Full-Blooded Indians Face Challenges

Although Indian tribes have all sorts of complicated rules for determining tribal membership due to what percentage of Indian blood members possess, there are some full blood Indians that suffer. Frequently they face prejudice and bigotry based on their race.

In an environment where the Indian tribes, especially tribes that have casinos, routinely kick out members because they don’t have enough tribal blood, full blooded Indians still face the most racism, according to an article in Indian Country Today.

According to the article, written by Steve Russell, “Race,” having no freestanding reality, is most often conflated with color, and so racial stigma follows color.”

Russell’s article notes that in some states it is “cool” to be part Indian, at the same time that full-blooded Indians are often the target of discrimination.

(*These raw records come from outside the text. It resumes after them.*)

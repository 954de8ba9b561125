//! Pure state transition function
//!
//! Given the session's state, its collected slots and one event, decide the
//! next state and the effects to run. Nothing here touches storage or the
//! clock; the turn date comes in through the context.

use super::state::{DialogContext, DialogState, Field, Slots};
use super::{Effect, Event};
use crate::db::{NewInvoice, NewTransaction, TransactionKind};
use crate::error::ChatError;
use crate::extract::DateRange;
use crate::intent::{self, Classification, Escape, Intent};
use crate::reply;
use crate::tax::{self, gst};

const DEFAULT_INVOICE_DESCRIPTION: &str = "Services";

/// Result of a state transition
#[derive(Debug)]
pub struct TransitionResult {
    pub new_state: DialogState,
    pub slots: Slots,
    pub effects: Vec<Effect>,
    /// A problem with the message that the dialog recovered from
    pub recovered: Option<ChatError>,
}

impl TransitionResult {
    pub fn new(state: DialogState, slots: Slots) -> Self {
        Self {
            new_state: state,
            slots,
            effects: vec![],
            recovered: None,
        }
    }

    pub fn idle() -> Self {
        Self::new(DialogState::Idle, Slots::default())
    }

    pub fn with_effect(mut self, effect: Effect) -> Self {
        self.effects.push(effect);
        self
    }

    pub fn with_effects(mut self, effects: impl IntoIterator<Item = Effect>) -> Self {
        self.effects.extend(effects);
        self
    }

    fn recovering(mut self, error: ChatError) -> Self {
        self.recovered = Some(error);
        self
    }
}

/// Fields a command cannot run without, in the order they are asked for
pub fn required_fields(intent: Intent, slots: &Slots) -> &'static [Field] {
    match intent {
        Intent::CreateInvoice => &[Field::Party, Field::Amount],
        Intent::RecordExpense => &[Field::Amount, Field::Category],
        Intent::RecordPayment if slots.kind() == Some(TransactionKind::Income) => &[Field::Amount],
        Intent::RecordPayment => &[Field::Party, Field::Amount],
        Intent::ShowLedger | Intent::SettleLedger => &[Field::Party],
        Intent::SendLedger => &[Field::Party, Field::Target],
        Intent::ShowInvoice => &[Field::InvoiceNumber],
        Intent::ShowSummary | Intent::ShowMenu | Intent::TaxQuery | Intent::Unknown => &[],
    }
}

/// Pure transition function
pub fn transition(
    state: &DialogState,
    slots: &Slots,
    context: &DialogContext,
    event: Event,
) -> TransitionResult {
    match (state.pending(), event) {
        // ============================================================
        // Cancellation
        // ============================================================
        (None, Event::UserCancel) => TransitionResult::idle()
            .with_effect(Effect::reply(reply::nothing_to_cancel()))
            .with_effect(Effect::PersistSession),

        (Some(_), Event::UserCancel) => TransitionResult::idle()
            .with_effect(Effect::reply(reply::cancelled()))
            .with_effect(Effect::PersistSession),

        // ============================================================
        // Idle: classify as a new command
        // ============================================================
        (None, Event::UserMessage { text }) => match intent::escape(&text) {
            Some(Escape::Cancel) => TransitionResult::idle()
                .with_effect(Effect::reply(reply::nothing_to_cancel()))
                .with_effect(Effect::PersistSession),
            Some(Escape::Menu) => show_menu(),
            None => start(intent::classify(&text, context.today), &text, context),
        },

        // ============================================================
        // Mid-dialog: escape, then answer, then a new command
        // ============================================================
        (Some((intent, field, prompt)), Event::UserMessage { text }) => {
            match intent::escape(&text) {
                Some(Escape::Cancel) => {
                    return TransitionResult::idle()
                        .with_effect(Effect::reply(reply::cancelled()))
                        .with_effect(Effect::PersistSession);
                }
                Some(Escape::Menu) => return show_menu(),
                None => {}
            }

            if let Some(slots) = intent::answer(intent, field, &text, context.today, slots) {
                return advance(intent, slots, context);
            }

            let classification = intent::classify(&text, context.today);
            match classification.intent {
                Intent::Unknown => {}
                // Answer the question, then ask again for the pending field
                Intent::TaxQuery => {
                    let advice = tax::advise(&text, context.today);
                    return TransitionResult::new(state.clone(), slots.clone())
                        .with_effects([Effect::reply(advice), Effect::reply(prompt)])
                        .with_effect(Effect::PersistSession);
                }
                // The user moved on; the unfinished command is dropped
                _ => return start(classification, &text, context),
            }

            TransitionResult::new(state.clone(), slots.clone())
                .with_effect(Effect::reply(reply::reprompt(intent, field)))
                .with_effect(Effect::PersistSession)
                .recovering(ChatError::ParseFailure { field })
        }
    }
}

fn show_menu() -> TransitionResult {
    TransitionResult::idle()
        .with_effect(Effect::reply(reply::menu()))
        .with_effect(Effect::PersistSession)
}

/// Begin a freshly classified command.
fn start(
    classification: Classification,
    text: &str,
    context: &DialogContext,
) -> TransitionResult {
    let Classification {
        intent,
        slots,
        swapped_range,
        ..
    } = classification;

    match intent {
        Intent::Unknown => TransitionResult::idle()
            .with_effect(Effect::reply(reply::not_understood()))
            .with_effect(Effect::PersistSession)
            .recovering(ChatError::UnknownIntent),
        Intent::ShowMenu => show_menu(),
        Intent::TaxQuery => TransitionResult::idle()
            .with_effect(Effect::reply(tax::advise(text, context.today)))
            .with_effect(Effect::PersistSession),
        _ => {
            let result = advance(intent, slots, context);
            match swapped_range {
                Some(range) => {
                    let TransitionResult {
                        new_state,
                        slots,
                        effects,
                        recovered,
                    } = result;
                    TransitionResult {
                        recovered,
                        ..TransitionResult::new(new_state, slots)
                    }
                    .with_effect(Effect::reply(reply::range_swapped(range)))
                    .with_effects(effects)
                }
                None => result,
            }
        }
    }
}

/// Ask for the next missing field, or run the command when nothing is missing.
fn advance(intent: Intent, slots: Slots, context: &DialogContext) -> TransitionResult {
    let missing = required_fields(intent, &slots)
        .iter()
        .copied()
        .find(|field| !slots.contains(*field));

    if let Some(field) = missing {
        let prompt = reply::prompt(intent, field);
        return TransitionResult::new(DialogState::awaiting(intent, field, prompt.clone()), slots)
            .with_effect(Effect::reply(prompt))
            .with_effect(Effect::PersistSession);
    }

    match complete(intent, &slots, context) {
        Some(effect) => TransitionResult::idle()
            .with_effect(effect)
            .with_effect(Effect::PersistSession),
        None => TransitionResult::idle()
            .with_effect(Effect::reply(reply::not_understood()))
            .with_effect(Effect::PersistSession)
            .recovering(ChatError::UnknownIntent),
    }
}

/// The effect that carries out a command whose required fields are all present.
fn complete(intent: Intent, slots: &Slots, context: &DialogContext) -> Option<Effect> {
    let party = slots.text(Field::Party).map(ToString::to_string);
    let date = slots.date(Field::Date).unwrap_or(context.today);

    let effect = match intent {
        Intent::CreateInvoice => {
            let amount = slots.amount(Field::Amount)?;
            let description = slots
                .text(Field::Description)
                .unwrap_or(DEFAULT_INVOICE_DESCRIPTION);
            let tax = gst::invoice_tax(&gst::TaxInput {
                amount,
                description,
                seller_gstin: context.seller_gstin.as_deref(),
                recipient_gstin: slots.text(Field::Gstin),
                place_of_supply: slots.text(Field::PlaceOfSupply),
                rate: slots.percent(Field::GstRate),
                hsn_sac: slots.text(Field::HsnCode),
            });
            Effect::AppendInvoice(NewInvoice {
                recipient: party?,
                amount,
                description: description.to_string(),
                issue_date: date,
                gstin: slots.text(Field::Gstin).map(ToString::to_string),
                tax,
            })
        }
        Intent::RecordExpense => Effect::AppendTransaction(NewTransaction {
            kind: TransactionKind::Expense,
            party,
            amount: slots.amount(Field::Amount)?,
            date,
            category: Some(slots.text(Field::Category)?.to_string()),
        }),
        Intent::RecordPayment => Effect::AppendTransaction(NewTransaction {
            kind: slots.kind().unwrap_or(TransactionKind::Payment),
            party,
            amount: slots.amount(Field::Amount)?,
            date,
            category: slots.text(Field::Category).map(ToString::to_string),
        }),
        Intent::ShowLedger => Effect::ShowLedger {
            party: party?,
            period: slots.range(Field::Period),
        },
        Intent::SendLedger => Effect::SendLedger {
            party: party?,
            target: slots.text(Field::Target)?.to_string(),
        },
        Intent::SettleLedger => Effect::SettleLedger {
            party: party?,
            date,
        },
        Intent::ShowInvoice => Effect::ShowInvoice {
            number: slots.number(Field::InvoiceNumber)?,
        },
        Intent::ShowSummary => Effect::ShowSummary {
            period: slots
                .range(Field::Period)
                .unwrap_or_else(|| this_month(context)),
        },
        Intent::ShowMenu | Intent::TaxQuery | Intent::Unknown => return None,
    };
    Some(effect)
}

fn this_month(context: &DialogContext) -> DateRange {
    use chrono::Datelike;
    DateRange::month(context.today.year(), context.today.month())
        .unwrap_or_else(|| DateRange::day(context.today))
}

Another article in the same publication, this one by Duane Champagne, makes the point that “Ethnicity and indigeneity are two different forms of cultural identity.”

He writes that “The material, political, cultural, legal, and economic forces of the contemporary world are largely predisposed to invite people of indigenous origins to abandon tribal identities and adopt an ethnic identity.”

He adds, “In the U.S., there are more people of partial indigenous descent than there are people who identify with a tribal nation. Many ethnic Indians in the U.S. maintain a tribal line of descent like Cherokee or Choctaw, along with descent from English, Irish or other immigrant nationalities.”

He warns that, “Alliances and mutual support among indigenous tribal and indigenous ethnic groups will support achievement of indigenous tribal rights and goals. However, the indigenous ethnic group movement appears to want to abandon tribal community and rights.”